#### [Task goal]
Show, from the records below, all lines that contain the word "ClientsResponse".

#### [Data excerpts]
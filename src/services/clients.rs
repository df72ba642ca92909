//! Listing and profile lookups over the query cache.

use crate::domain::client::Client;
use crate::dto::api::ClientsResponse;
use crate::dto::client::ClientProfile;
use crate::forms::clients::{ClientListPayload, ClientsQueryForm};
use crate::pagination::Paginated;
use crate::repository::{ClientReader, QueryCache};
use crate::services::{ServiceError, ServiceResult};
use crate::table::TableEngine;

fn validate(form: ClientsQueryForm) -> ServiceResult<ClientListPayload> {
    ClientListPayload::try_from(form).map_err(|err| {
        log::error!("Failed to validate clients query: {err}");
        ServiceError::from(err)
    })
}

/// Returns one page of clients with the table filters and sort applied.
pub async fn list_clients<R>(
    cache: &QueryCache<R>,
    form: ClientsQueryForm,
) -> ServiceResult<ClientsResponse>
where
    R: ClientReader,
{
    let payload = validate(form)?;
    let query = payload.query;

    let mut table = TableEngine::default();
    table.set_sort(query.sort)?;
    if let Some(filter) = &payload.global_filter {
        table.set_global_filter(filter);
    }
    for (key, value) in &payload.column_filters {
        table.set_column_filter(*key, value)?;
    }

    let page = cache.get(&query).await.map_err(|err| {
        log::error!("Failed to load clients page {}: {err}", query.page);
        err
    })?;

    let rows: Vec<Client> = table.rows(&page.clients).into_iter().cloned().collect();
    let listing = Paginated::new(rows, query.page, query.page_size, page.total, page.fetched);

    Ok(ClientsResponse::new(listing, page.fetched_at, query.sort))
}

/// Looks up one client of the requested page for the profile dialog.
pub async fn get_client_profile<R>(
    cache: &QueryCache<R>,
    client_id: &str,
    form: ClientsQueryForm,
) -> ServiceResult<ClientProfile>
where
    R: ClientReader,
{
    let payload = validate(form)?;

    let page = cache.get(&payload.query).await.map_err(|err| {
        log::error!("Failed to load clients page {}: {err}", payload.query.page);
        err
    })?;

    page.find(client_id)
        .map(ClientProfile::from)
        .ok_or(ServiceError::NotFound)
}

#### [Answer for this exercise]
use crate::dto::api::ClientsResponse;
) -> ServiceResult<ClientsResponse>
    Ok(ClientsResponse::new(listing, page.fetched_at, query.sort))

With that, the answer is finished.